世界銀行の西尾昭彦副総裁(開発金融担当)が23日、朝日新聞のインタビューに応じた。世界の低所得国は食糧危機や気候変動などの「複合危機」に見舞われていると指摘。2030年までに貧困を終わらせるとするSDGs(持続可能な開発目標)の達成は「非常に厳しい状況だ」と述べた。そのうえで、低所得国への資金援助の継続を訴えた。
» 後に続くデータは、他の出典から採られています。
//! WolfStoreCtl - Command line client for WolfStore servers
//!
//! Usage:
//!   wolfstorectl store <file>    - Upload a file from the local mount
//!   wolfstorectl fetch <file>    - Download a file into the local mount
//!   wolfstorectl delete <file>   - Delete a file on the server
//!   wolfstorectl list            - List files on the server
//!   wolfstorectl mount           - Keep the local mount in sync (Ctrl+C to exit)

use std::path::PathBuf;
use std::sync::Arc;

use anyhow::{Context, Result};
use chrono::{DateTime, Local, TimeZone};
use clap::{Parser, Subcommand};
use tokio::sync::watch;
use tracing_subscriber::{layer::SubscriberExt, util::SubscriberInitExt};

use wolfstore::client::{spawn_sync, ClientNode, TransferOutcome};
use wolfstore::config::WolfStoreConfig;
use wolfstore::protocol::FileMetadata;

/// WolfStore Client Tool
#[derive(Parser)]
#[command(name = "wolfstorectl")]
#[command(about = "Store, fetch and synchronize files with a WolfStore server", long_about = None)]
struct Cli {
    /// Path to config file
    #[arg(short, long, default_value = "wolfstore.toml")]
    config: PathBuf,

    /// Server address (overrides client.server_address)
    #[arg(short, long)]
    server: Option<String>,

    /// Local mount directory (overrides client.mount_path)
    #[arg(short, long)]
    mount: Option<PathBuf>,

    /// Client identifier used for write locks (overrides client.client_id)
    #[arg(long)]
    client_id: Option<String>,

    /// Log level (trace, debug, info, warn, error)
    #[arg(short, long, default_value = "warn")]
    log_level: String,

    #[command(subcommand)]
    command: Commands,
}

#[derive(Subcommand)]
enum Commands {
    /// Upload a file from the local mount
    Store { filename: String },
    /// Download a file into the local mount
    Fetch { filename: String },
    /// Delete a file on the server
    Delete { filename: String },
    /// List files on the server
    List {
        /// Print the catalog as JSON
        #[arg(long)]
        json: bool,
    },
    /// Show the server's metadata for one file
    Stat { filename: String },
    /// Take the write lock for a file
    Lock { filename: String },
    /// Give the write lock for a file back
    Unlock { filename: String },
    /// Mirror the server into the local mount until Ctrl+C
    Mount,
}

#[tokio::main]
async fn main() {
    let cli = Cli::parse();
    init_logging(&cli.log_level);

    if let Err(e) = run(cli).await {
        eprintln!("Error: {:#}", e);
        std::process::exit(1);
    }
}

/// Initialize logging
fn init_logging(level: &str) {
    let env_filter = tracing_subscriber::EnvFilter::try_from_default_env()
        .unwrap_or_else(|_| level.into());

    tracing_subscriber::registry()
        .with(env_filter)
        .with(tracing_subscriber::fmt::layer().compact().with_writer(std::io::stderr))
        .init();
}

fn load_config(cli: &Cli) -> Result<WolfStoreConfig> {
    let mut config = if cli.config.exists() {
        WolfStoreConfig::from_file(&cli.config)
            .with_context(|| format!("Failed to load {}", cli.config.display()))?
    } else {
        WolfStoreConfig::default()
    };

    if let Some(server) = &cli.server {
        config.client.server_address = server.clone();
    }
    if let Some(mount) = &cli.mount {
        config.client.mount_path = mount.clone();
    }
    if let Some(client_id) = &cli.client_id {
        config.client.client_id = client_id.clone();
    }
    config.validate()?;
    Ok(config)
}

async fn run(cli: Cli) -> Result<()> {
    let config = load_config(&cli)?;
    let node = ClientNode::from_config(&config);

    match cli.command {
        Commands::Store { filename } => {
            match node.store(&filename).await.with_context(|| format!("Store of '{}' failed", filename))? {
                TransferOutcome::Transferred(meta) => {
                    println!("Stored {} ({} bytes, crc {:08x})", meta.name, meta.size, meta.crc.unwrap_or(0))
                }
                TransferOutcome::AlreadyInSync => println!("{} is already up to date on the server", filename),
            }
        }
        Commands::Fetch { filename } => {
            match node.fetch(&filename).await.with_context(|| format!("Fetch of '{}' failed", filename))? {
                TransferOutcome::Transferred(meta) => {
                    println!("Fetched {} ({} bytes, modified {})", meta.name, meta.size, format_mtime(meta.last_modified))
                }
                TransferOutcome::AlreadyInSync => println!("{} is already up to date locally", filename),
            }
        }
        Commands::Delete { filename } => {
            node.delete(&filename).await.with_context(|| format!("Delete of '{}' failed", filename))?;
            println!("Deleted {}", filename);
        }
        Commands::List { json } => {
            let catalog = node.list().await.context("Listing files failed")?;
            if json {
                println!("{}", serde_json::to_string_pretty(&catalog)?);
            } else {
                print_catalog(&catalog.files);
            }
        }
        Commands::Stat { filename } => {
            let meta = node.stat(&filename).await.with_context(|| format!("Stat of '{}' failed", filename))?;
            println!("Name:      {}", meta.name);
            println!("Size:      {} bytes", meta.size);
            println!("Modified:  {}", format_mtime(meta.last_modified));
        }
        Commands::Lock { filename } => {
            node.request_write_access(&filename).await.with_context(|| format!("Lock of '{}' failed", filename))?;
            println!("Write lock on {} held by {}", filename, node.client_id());
        }
        Commands::Unlock { filename } => {
            node.cede_write_access(&filename).await.with_context(|| format!("Unlock of '{}' failed", filename))?;
            println!("Write lock on {} released", filename);
        }
        Commands::Mount => run_mount(node, &config).await?,
    }

    Ok(())
}

/// Reconcile the local mount against the server until Ctrl+C
async fn run_mount(node: ClientNode, config: &WolfStoreConfig) -> Result<()> {
    tokio::fs::create_dir_all(node.mount_path())
        .await
        .with_context(|| format!("Failed to create {}", node.mount_path().display()))?;

    println!(
        "Syncing {} with {} as client {} (Ctrl+C to stop)",
        node.mount_path().display(),
        config.client.server_address,
        node.client_id()
    );

    let client = node.connection().clone();
    let (shutdown_tx, shutdown_rx) = watch::channel(false);
    let sync = spawn_sync(Arc::new(node), client, config.resubscribe_interval(), shutdown_rx);

    tokio::signal::ctrl_c().await.context("Failed to listen for Ctrl+C")?;
    tracing::info!("Stopping sync...");
    let _ = shutdown_tx.send(true);
    sync.await.context("Sync task failed")?;
    Ok(())
}

fn print_catalog(files: &[FileMetadata]) {
    println!();
    println!("{:<40} {:>12} {:<20}", "NAME", "SIZE", "MODIFIED");
    println!("{}", "-".repeat(74));
    for file in files {
        println!("{:<40} {:>12} {:<20}", file.name, file.size, format_mtime(file.last_modified));
    }
    println!();
    println!("{} files", files.len());
}

fn format_mtime(epoch_secs: u64) -> String {
    let local: Option<DateTime<Local>> = i64::try_from(epoch_secs)
        .ok()
        .and_then(|secs| Local.timestamp_opt(secs, 0).single());
    match local {
        Some(time) => time.format("%Y-%m-%d %H:%M:%S").to_string(),
        None => epoch_secs.to_string(),
    }
}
 西尾氏は世銀グループの機関で最も貧しい国々を支援する国際開発協会(IDA)を統括する。ロシアのウクライナ侵攻後、アフリカのサハラ砂漠より南の地域(サブ・サハラ)やイエメン、ジブチなどでは小麦価格が高騰。ソマリアやエチオピアといったアフリカの国々では、干ばつや洪水に見舞われた。

 西尾氏は「食糧危機、原油高、気候変動、こういったことが折り重なるように途上国を襲っている」と指摘。IDAが資金援助をする75カ国のうち約3分の1で、コロナ前後で国民所得が減っているとし、「持続的に支援をしなければ、生活基盤が失われる厳しい状況にある」と述べた。

 日本はIDA加盟国で米国に次ぐ2番目の出資額を誇る。21年の増資交渉では、前例がなかった増資の1年前倒し議論を主導した。西尾氏は「日本の影響力は大きい。低所得国を助けるためにリーダーシップを発揮してほしい」と期待した。(笠井哲也)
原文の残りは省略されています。